WORK ORDER
Restate word for word the lines of the data below, from the first through the one that has "pub fn spilled(cfg: &ArchiveConfig, capacity: usize)".

######

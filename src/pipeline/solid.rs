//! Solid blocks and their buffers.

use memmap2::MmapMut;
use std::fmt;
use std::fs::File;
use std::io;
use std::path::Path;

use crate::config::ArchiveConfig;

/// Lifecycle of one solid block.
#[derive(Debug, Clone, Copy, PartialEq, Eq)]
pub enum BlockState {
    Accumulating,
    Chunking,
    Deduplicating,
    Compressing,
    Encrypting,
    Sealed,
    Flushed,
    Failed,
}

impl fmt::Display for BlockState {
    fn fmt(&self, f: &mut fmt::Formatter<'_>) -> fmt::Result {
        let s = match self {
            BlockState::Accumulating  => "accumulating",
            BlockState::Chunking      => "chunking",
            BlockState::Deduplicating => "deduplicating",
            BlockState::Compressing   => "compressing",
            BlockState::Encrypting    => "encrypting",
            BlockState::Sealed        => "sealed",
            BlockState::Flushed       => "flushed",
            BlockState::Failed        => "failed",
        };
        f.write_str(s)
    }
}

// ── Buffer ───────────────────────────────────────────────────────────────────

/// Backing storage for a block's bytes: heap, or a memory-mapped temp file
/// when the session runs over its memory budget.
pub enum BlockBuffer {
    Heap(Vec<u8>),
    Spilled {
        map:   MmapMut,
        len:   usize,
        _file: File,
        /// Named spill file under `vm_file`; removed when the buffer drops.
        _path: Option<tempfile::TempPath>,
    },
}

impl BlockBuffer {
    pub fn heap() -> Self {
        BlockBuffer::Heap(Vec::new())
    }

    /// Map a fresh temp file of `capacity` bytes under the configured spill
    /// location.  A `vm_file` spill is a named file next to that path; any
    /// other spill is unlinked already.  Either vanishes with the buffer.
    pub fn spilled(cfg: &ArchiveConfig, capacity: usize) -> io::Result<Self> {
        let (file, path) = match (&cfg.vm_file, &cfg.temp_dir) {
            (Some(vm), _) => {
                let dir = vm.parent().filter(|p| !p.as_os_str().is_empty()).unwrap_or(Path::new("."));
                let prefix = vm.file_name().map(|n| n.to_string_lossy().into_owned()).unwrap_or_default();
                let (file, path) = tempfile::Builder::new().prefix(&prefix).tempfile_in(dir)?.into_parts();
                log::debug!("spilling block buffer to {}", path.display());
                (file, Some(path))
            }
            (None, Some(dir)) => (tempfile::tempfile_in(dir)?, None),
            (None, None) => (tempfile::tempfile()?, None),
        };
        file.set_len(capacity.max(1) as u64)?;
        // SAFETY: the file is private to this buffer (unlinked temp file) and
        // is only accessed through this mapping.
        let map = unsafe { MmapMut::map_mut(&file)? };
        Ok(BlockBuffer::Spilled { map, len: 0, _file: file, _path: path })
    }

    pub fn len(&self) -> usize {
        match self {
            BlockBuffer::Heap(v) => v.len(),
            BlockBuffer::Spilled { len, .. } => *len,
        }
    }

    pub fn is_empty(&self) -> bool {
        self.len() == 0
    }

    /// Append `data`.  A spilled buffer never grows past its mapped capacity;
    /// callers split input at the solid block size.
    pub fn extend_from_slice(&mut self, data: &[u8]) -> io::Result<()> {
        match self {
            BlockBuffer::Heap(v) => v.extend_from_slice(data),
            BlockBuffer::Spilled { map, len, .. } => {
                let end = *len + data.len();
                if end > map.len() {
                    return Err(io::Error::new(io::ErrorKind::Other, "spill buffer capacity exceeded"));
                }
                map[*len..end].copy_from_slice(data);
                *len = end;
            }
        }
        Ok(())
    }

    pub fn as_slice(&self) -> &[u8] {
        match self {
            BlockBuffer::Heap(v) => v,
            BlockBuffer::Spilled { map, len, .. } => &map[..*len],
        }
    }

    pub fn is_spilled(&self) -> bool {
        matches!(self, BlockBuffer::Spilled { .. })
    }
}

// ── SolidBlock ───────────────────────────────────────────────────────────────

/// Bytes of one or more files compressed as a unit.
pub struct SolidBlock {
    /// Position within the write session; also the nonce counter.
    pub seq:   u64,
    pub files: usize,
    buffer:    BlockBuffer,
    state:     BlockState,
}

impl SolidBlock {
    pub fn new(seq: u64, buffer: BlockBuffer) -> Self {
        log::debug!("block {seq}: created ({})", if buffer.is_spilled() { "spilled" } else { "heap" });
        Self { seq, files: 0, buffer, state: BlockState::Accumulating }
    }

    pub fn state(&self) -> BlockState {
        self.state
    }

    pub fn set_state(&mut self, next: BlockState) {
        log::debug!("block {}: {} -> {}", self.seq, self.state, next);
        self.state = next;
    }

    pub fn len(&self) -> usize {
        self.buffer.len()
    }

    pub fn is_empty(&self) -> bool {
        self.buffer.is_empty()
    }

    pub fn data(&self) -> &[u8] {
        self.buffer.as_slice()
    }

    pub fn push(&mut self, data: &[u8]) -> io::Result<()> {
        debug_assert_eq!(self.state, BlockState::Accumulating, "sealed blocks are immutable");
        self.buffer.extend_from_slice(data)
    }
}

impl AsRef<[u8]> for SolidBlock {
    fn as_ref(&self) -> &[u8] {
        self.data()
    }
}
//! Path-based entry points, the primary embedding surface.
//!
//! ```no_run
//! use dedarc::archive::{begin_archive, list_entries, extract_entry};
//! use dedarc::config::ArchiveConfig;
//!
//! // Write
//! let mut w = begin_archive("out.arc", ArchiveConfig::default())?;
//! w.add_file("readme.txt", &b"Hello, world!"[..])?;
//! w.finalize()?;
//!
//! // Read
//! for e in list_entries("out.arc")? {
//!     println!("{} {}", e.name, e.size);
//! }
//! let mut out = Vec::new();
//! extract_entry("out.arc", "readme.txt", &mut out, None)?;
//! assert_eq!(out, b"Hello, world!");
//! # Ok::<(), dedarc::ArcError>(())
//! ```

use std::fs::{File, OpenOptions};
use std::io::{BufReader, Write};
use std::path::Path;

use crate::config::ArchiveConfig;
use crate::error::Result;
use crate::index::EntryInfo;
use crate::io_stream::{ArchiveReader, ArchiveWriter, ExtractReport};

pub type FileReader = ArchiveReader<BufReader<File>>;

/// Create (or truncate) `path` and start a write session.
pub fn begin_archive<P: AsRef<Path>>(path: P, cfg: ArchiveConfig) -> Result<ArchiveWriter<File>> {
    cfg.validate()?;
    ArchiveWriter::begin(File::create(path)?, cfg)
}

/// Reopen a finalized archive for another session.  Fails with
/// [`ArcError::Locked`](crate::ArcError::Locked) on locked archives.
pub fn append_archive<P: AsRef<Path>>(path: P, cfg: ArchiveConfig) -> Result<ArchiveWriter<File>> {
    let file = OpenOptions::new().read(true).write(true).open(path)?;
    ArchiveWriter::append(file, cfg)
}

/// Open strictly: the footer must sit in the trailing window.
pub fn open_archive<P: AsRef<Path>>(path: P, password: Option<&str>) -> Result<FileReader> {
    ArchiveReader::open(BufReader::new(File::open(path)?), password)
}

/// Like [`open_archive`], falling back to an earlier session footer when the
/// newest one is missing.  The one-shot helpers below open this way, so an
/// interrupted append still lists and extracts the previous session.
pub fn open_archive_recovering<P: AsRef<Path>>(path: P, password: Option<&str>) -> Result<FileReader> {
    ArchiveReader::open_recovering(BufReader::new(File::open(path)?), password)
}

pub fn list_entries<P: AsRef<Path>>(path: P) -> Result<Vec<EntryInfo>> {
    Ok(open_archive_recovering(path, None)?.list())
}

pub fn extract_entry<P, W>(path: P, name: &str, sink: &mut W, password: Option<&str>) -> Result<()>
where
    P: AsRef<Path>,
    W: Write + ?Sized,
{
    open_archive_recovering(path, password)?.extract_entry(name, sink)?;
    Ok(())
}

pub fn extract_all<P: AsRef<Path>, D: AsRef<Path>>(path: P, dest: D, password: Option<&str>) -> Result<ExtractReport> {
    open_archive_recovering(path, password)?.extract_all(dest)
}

######

RESULT FOR THIS EXERCISE
filename src/pipeline/solid.rs
//! Solid blocks and their buffers.

use memmap2::MmapMut;
use std::fmt;
use std::fs::File;
use std::io;
use std::path::Path;

use crate::config::ArchiveConfig;

/// Lifecycle of one solid block.
#[derive(Debug, Clone, Copy, PartialEq, Eq)]
pub enum BlockState {
    Accumulating,
    Chunking,
    Deduplicating,
    Compressing,
    Encrypting,
    Sealed,
    Flushed,
    Failed,
}

impl fmt::Display for BlockState {
    fn fmt(&self, f: &mut fmt::Formatter<'_>) -> fmt::Result {
        let s = match self {
            BlockState::Accumulating  => "accumulating",
            BlockState::Chunking      => "chunking",
            BlockState::Deduplicating => "deduplicating",
            BlockState::Compressing   => "compressing",
            BlockState::Encrypting    => "encrypting",
            BlockState::Sealed        => "sealed",
            BlockState::Flushed       => "flushed",
            BlockState::Failed        => "failed",
        };
        f.write_str(s)
    }
}

// ── Buffer ───────────────────────────────────────────────────────────────────

/// Backing storage for a block's bytes: heap, or a memory-mapped temp file
/// when the session runs over its memory budget.
pub enum BlockBuffer {
    Heap(Vec<u8>),
    Spilled {
        map:   MmapMut,
        len:   usize,
        _file: File,
        /// Named spill file under `vm_file`; removed when the buffer drops.
        _path: Option<tempfile::TempPath>,
    },
}

impl BlockBuffer {
    pub fn heap() -> Self {
        BlockBuffer::Heap(Vec::new())
    }

    /// Map a fresh temp file of `capacity` bytes under the configured spill
    /// location.  A `vm_file` spill is a named file next to that path; any
    /// other spill is unlinked already.  Either vanishes with the buffer.
    pub fn spilled(cfg: &ArchiveConfig, capacity: usize) -> io::Result<Self> {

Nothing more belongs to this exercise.